Salaried Delphi retirees fighting challenge through appellate courts

Local News

The latest round in that fight was filed last week in a Cincinnati federal court

HOWLAND, Ohio (WYTV) – It’s been 11 years since Delphi filed for bankruptcy, and its salaried employees have been fighting for their pensions ever since.

The latest round in that fight was filed last week in a Cincinnati federal court.

Bruce Gump, of Howland, is as frustrated today as he was 11 years ago.

“I’m fighting for my kids and my grandkids. It’s not just me. I mean, of course, I want my pension back,” Grump said.

Over the past 11 years, Gump has spoke often about the fight he and his fellow Delphi salaried workers have waged with the Pension Benefit Guaranty Corporation (PBGC).

The PBGC claims that Delphi’s salaried employees have been paid the benefits they are entitled, cannot pay more than the law permits, and called the Delphi salaried plan significantly underfunded.

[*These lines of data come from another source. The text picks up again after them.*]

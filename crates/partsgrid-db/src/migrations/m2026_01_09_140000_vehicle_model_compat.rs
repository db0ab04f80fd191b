//! Migration: vehicle-model-compat
//!
//! Moves product compatibility from vehicle level to vehicle-model level.
//! Every existing vehicle link fans out to all models of that vehicle, then
//! the direct join is dropped. The drop is gated on "no link references a
//! vehicle without models", because such links have nothing to fan out to
//! and would be silently lost.
//!
//! The revert re-derives the direct join through `vehicle_models.vehicle_id`.
//! That round-trips exactly unless a product was mapped to a proper subset
//! of a vehicle's models, in which case the finer granularity collapses.

use regrade::{Gate, MigrationContext, Phase, Result, finalize, guard};

/// Holds once every vehicle link has at least one model to fan out to.
const FANOUT_GATE: Gate<'static> = Gate {
    description: "vehicle links referencing vehicles without models",
    blocking_sql: r#"
        SELECT count(*)
        FROM vehicle_shop_product vsp
        WHERE NOT EXISTS (
            SELECT 1 FROM vehicle_models vm WHERE vm.vehicle_id = vsp.vehicle_id
        )
    "#,
};

async fn apply(ctx: &MigrationContext<'_>) -> Result<()> {
    let tx = ctx.transaction();

    ctx.execute(
        r#"
CREATE TABLE IF NOT EXISTS vehicle_model_shop_product (
    vehicle_model_id UUID NOT NULL REFERENCES vehicle_models (id) ON DELETE CASCADE,
    shop_product_id UUID NOT NULL REFERENCES shop_products (id) ON DELETE CASCADE,
    PRIMARY KEY (vehicle_model_id, shop_product_id)
)
"#,
    )
    .await?;

    // Already migrated on a re-run.
    if !guard::table_exists(tx, "vehicle_shop_product").await? {
        return Ok(());
    }

    ctx.execute(
        r#"
INSERT INTO vehicle_model_shop_product (vehicle_model_id, shop_product_id)
SELECT DISTINCT vm.id, vsp.shop_product_id
FROM vehicle_shop_product vsp
JOIN vehicle_models vm ON vm.vehicle_id = vsp.vehicle_id
ON CONFLICT DO NOTHING
"#,
    )
    .await?;

    finalize::drop_table(tx, "vehicle_shop_product", &FANOUT_GATE).await?;

    Ok(())
}

async fn revert(ctx: &MigrationContext<'_>) -> Result<()> {
    ctx.execute(
        r#"
CREATE TABLE IF NOT EXISTS vehicle_shop_product (
    vehicle_id UUID NOT NULL REFERENCES vehicles (id) ON DELETE CASCADE,
    shop_product_id UUID NOT NULL REFERENCES shop_products (id) ON DELETE CASCADE,
    PRIMARY KEY (vehicle_id, shop_product_id)
)
"#,
    )
    .await?;
    ctx.execute(
        r#"
INSERT INTO vehicle_shop_product (vehicle_id, shop_product_id)
SELECT DISTINCT vm.vehicle_id, vmsp.shop_product_id
FROM vehicle_model_shop_product vmsp
JOIN vehicle_models vm ON vm.id = vmsp.vehicle_model_id
ON CONFLICT DO NOTHING
"#,
    )
    .await?;
    ctx.execute("DROP TABLE IF EXISTS vehicle_model_shop_product").await?;
    Ok(())
}

regrade::register_migration! {
    version: "2026_01_09_140000",
    name: "vehicle-model-compat",
    phase: Phase::Destructive,
    apply: apply,
    revert: revert,
    revert_note: "model-level compatibility collapses to whole-vehicle links; a product mapped to some models of a vehicle maps to all of them after revert",
}
//! Versioned migration runner.
//!
//! Migrations are static [`Migration`] values registered with `inventory`
//! (usually through [`register_migration!`](crate::register_migration)).
//! [`MigrationRunner`] executes pending migrations in version order, each in
//! its own transaction, and records applied versions in the
//! `_regrade_migrations` ledger table so partial application is always
//! inspectable and re-invocation is safe.

use crate::{Error, MigrationFn, Result};
use tokio_postgres::{Client, Transaction};
use tracing::{info, warn};

/// SQL to create the migration ledger table.
const CREATE_LEDGER_TABLE: &str = r#"
CREATE TABLE IF NOT EXISTS _regrade_migrations (
    version TEXT PRIMARY KEY,
    name TEXT NOT NULL,
    applied_at TIMESTAMPTZ NOT NULL DEFAULT now()
)
"#;

/// Which half of the two-phase protocol a migration belongs to.
///
/// Additive migrations only widen the schema (new tables, new nullable or
/// defaulted columns, new indexes) and never reject existing data.
/// Destructive migrations promote columns to mandatory or drop superseded
/// structure, and must sit behind [`Gate`](crate::finalize::Gate) checks.
/// The two are never combined in one migration.
#[derive(Debug, Clone, Copy, PartialEq, Eq)]
pub enum Phase {
    Additive,
    Destructive,
}

/// A registered migration.
pub struct Migration {
    /// Version string, e.g. "2024_11_13_120000"
    pub version: &'static str,
    /// Human-readable name, e.g. "shop-product-autonomy"
    pub name: &'static str,
    /// Additive or destructive (see [`Phase`]).
    pub phase: Phase,
    /// Applies the migration.
    pub apply: MigrationFn,
    /// Restores the previous schema shape, if possible.
    pub revert: Option<MigrationFn>,
    /// Data discarded by `revert`, spelled out for the operator.
    ///
    /// When set, [`MigrationRunner::revert`] refuses to run unless
    /// [`RevertOptions::allow_data_loss`] is set, so the loss is surfaced
    /// before execution rather than discovered after.
    pub revert_note: Option<&'static str>,
}

/// Options for [`MigrationRunner::revert`].
#[derive(Debug, Clone, Copy, Default)]
pub struct RevertOptions {
    /// Accept reverts that discard data with no preimage in the old schema.
    pub allow_data_loss: bool,
}

/// Context passed to migration functions.
///
/// Wraps a database transaction, ensuring all migration operations are atomic.
pub struct MigrationContext<'a> {
    tx: &'a Transaction<'a>,
}

impl<'a> MigrationContext<'a> {
    pub fn new(tx: &'a Transaction<'a>) -> Self {
        Self { tx }
    }

    /// Execute a SQL statement.
    pub async fn execute(&self, sql: &str) -> Result<u64> {
        Ok(self.tx.execute(sql, &[]).await?)
    }

    /// Execute a SQL statement with parameters.
    pub async fn execute_params(
        &self,
        sql: &str,
        params: &[&(dyn tokio_postgres::types::ToSql + Sync)],
    ) -> Result<u64> {
        Ok(self.tx.execute(sql, params).await?)
    }

    /// Run a `SELECT count(*)`-style query and return the count.
    pub async fn count(&self, sql: &str) -> Result<i64> {
        let row = self.tx.query_one(sql, &[]).await?;
        Ok(row.get(0))
    }

    /// Add a column unless the table already has it.
    ///
    /// `definition` is everything after the column name, e.g.
    /// `"TEXT NOT NULL DEFAULT 'Unknown Product'"`. Non-nullable columns must
    /// carry a default so existing rows stay valid without a blocking
    /// backfill. Returns whether the column was added.
    pub async fn add_column_if_absent(
        &self,
        table: &str,
        column: &str,
        definition: &str,
    ) -> Result<bool> {
        if crate::guard::column_exists(self.tx, table, column).await? {
            return Ok(false);
        }
        let sql = format!(
            "ALTER TABLE {} ADD COLUMN {} {}",
            crate::quote_ident(table),
            crate::quote_ident(column),
            definition
        );
        self.tx.execute(&sql, &[]).await?;
        Ok(true)
    }

    /// Create an index unless one with the same name already exists.
    ///
    /// `sql` is the full `CREATE [UNIQUE] INDEX ...` statement. Returns
    /// whether the index was created.
    pub async fn create_index_if_absent(&self, index: &str, sql: &str) -> Result<bool> {
        if crate::guard::index_exists(self.tx, index).await? {
            return Ok(false);
        }
        self.tx.execute(sql, &[]).await?;
        Ok(true)
    }

    /// Get the underlying transaction for complex operations.
    pub fn transaction(&self) -> &Transaction<'a> {
        self.tx
    }
}

/// All registered migrations, sorted by version.
pub fn registered() -> Vec<&'static Migration> {
    let mut migrations: Vec<_> = inventory::iter::<Migration>.into_iter().collect();
    migrations.sort_by_key(|m| m.version);
    migrations
}

/// Runs migrations against a database.
pub struct MigrationRunner<'a> {
    client: &'a mut Client,
}

impl<'a> MigrationRunner<'a> {
    pub fn new(client: &'a mut Client) -> Self {
        Self { client }
    }

    /// Ensure the migration ledger table exists.
    pub async fn init(&self) -> Result<()> {
        self.client.execute(CREATE_LEDGER_TABLE, &[]).await?;
        Ok(())
    }

    /// Get all applied migration versions, oldest first.
    pub async fn applied(&self) -> Result<Vec<String>> {
        let rows = self
            .client
            .query(
                "SELECT version FROM _regrade_migrations ORDER BY version",
                &[],
            )
            .await?;
        Ok(rows.iter().map(|r| r.get(0)).collect())
    }

    /// Get all pending migrations (registered but not applied).
    pub fn pending(&self, applied: &[String]) -> Vec<&'static Migration> {
        registered()
            .into_iter()
            .filter(|m| !applied.iter().any(|v| v == m.version))
            .collect()
    }

    /// Run all pending migrations.
    ///
    /// Each migration runs in its own transaction, with the ledger row
    /// inserted inside that same transaction. If a migration fails, its
    /// changes are rolled back and subsequent migrations are skipped.
    pub async fn migrate(&mut self) -> Result<Vec<&'static str>> {
        self.migrate_to(None).await
    }

    /// Run pending migrations up to and including `upto` (all when `None`).
    ///
    /// Lets an operator stop before a destructive phase, review the
    /// diagnostics, and continue.
    pub async fn migrate_to(&mut self, upto: Option<&str>) -> Result<Vec<&'static str>> {
        self.init().await?;
        let applied = self.applied().await?;
        let mut pending = self.pending(&applied);
        if let Some(limit) = upto {
            pending.retain(|m| m.version <= limit);
        }

        let mut ran = Vec::new();
        for migration in pending {
            info!(
                version = migration.version,
                name = migration.name,
                "applying migration"
            );
            let tx = self.client.transaction().await?;

            let ctx = MigrationContext::new(&tx);
            (migration.apply)(&ctx).await?;

            tx.execute(
                "INSERT INTO _regrade_migrations (version, name) VALUES ($1, $2)",
                &[&migration.version, &migration.name],
            )
            .await?;

            tx.commit().await?;

            ran.push(migration.version);
        }

        Ok(ran)
    }

    /// Revert up to `steps` applied migrations, newest first.
    ///
    /// A migration without a revert function stops with
    /// [`Error::IrreversibleMigration`]. A migration whose revert discards
    /// data stops with [`Error::LossyRevert`] unless
    /// [`RevertOptions::allow_data_loss`] is set.
    pub async fn revert(&mut self, steps: usize, options: RevertOptions) -> Result<Vec<&'static str>> {
        self.init().await?;
        let mut applied = self.applied().await?;
        applied.reverse();

        let mut reverted = Vec::new();
        for version in applied.into_iter().take(steps) {
            let Some(migration) = registered().into_iter().find(|m| m.version == version) else {
                return Err(Error::Migration(format!(
                    "applied version {version} has no registered migration"
                )));
            };
            let Some(revert) = migration.revert else {
                return Err(Error::IrreversibleMigration { version });
            };
            if let Some(note) = migration.revert_note {
                if !options.allow_data_loss {
                    return Err(Error::LossyRevert {
                        version,
                        note: note.to_string(),
                    });
                }
                warn!(
                    version = migration.version,
                    note, "reverting with data loss"
                );
            }

            info!(
                version = migration.version,
                name = migration.name,
                "reverting migration"
            );
            let tx = self.client.transaction().await?;
            let ctx = MigrationContext::new(&tx);
            revert(&ctx).await?;
            tx.execute(
                "DELETE FROM _regrade_migrations WHERE version = $1",
                &[&migration.version],
            )
            .await?;
            tx.commit().await?;

            reverted.push(migration.version);
        }

        Ok(reverted)
    }

    /// Get status of all registered migrations.
    pub async fn status(&self) -> Result<Vec<MigrationStatus>> {
        self.init().await?;
        let applied = self.applied().await?;

        Ok(registered()
            .into_iter()
            .map(|m| MigrationStatus {
                version: m.version,
                name: m.name,
                phase: m.phase,
                applied: applied.iter().any(|v| v == m.version),
                reversible: m.revert.is_some(),
                revert_note: m.revert_note,
            })
            .collect())
    }
}

/// Status of a single migration.
pub struct MigrationStatus {
    pub version: &'static str,
    pub name: &'static str,
    pub phase: Phase,
    pub applied: bool,
    pub reversible: bool,
    pub revert_note: Option<&'static str>,
}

Gump disagrees.

“We have just filed asking the appellate court for a rehearing on two of the three counts we had appealed, saying that they interpreted the law incorrectly, applied the wrong law, and we have asked them to reconsider,” Grump said.

Five miles away, the former stretch of Delphi plants remains, though the engineering building where Gump worked is now gone. He blames the Obama Administration for not seeing the situation their way and hopes the Trump administration will help.

“We hired an actuary who runs the Masters Actuarial Program at Columbia University. He reviewed the plan to determine there was never any financial reason to terminate this plan,” Gump said.

Gump has been part of Congressional hearings, but the fight has been staged primarily in federal courtrooms. On September first of this year, the Sixth District Court of Appeals in Cincinnati ruled against the retirees, stating “the retirees have not raised any argument warranting reversal” of a previous federal District Court ruling in PBGC’s favor.” Now the retirees have failed again — in the same court.”

“The government has never had any need to get into the situation and when they did, they brought their politics with them. We just weren’t on their happy list,” Gump said.

Gump says he’s due back pay a little over $130,000. Should the Sixth Circut Court of Appeals decide not to rehear their case, Gump says they plan to fight all the way to the U. S. Supreme Court.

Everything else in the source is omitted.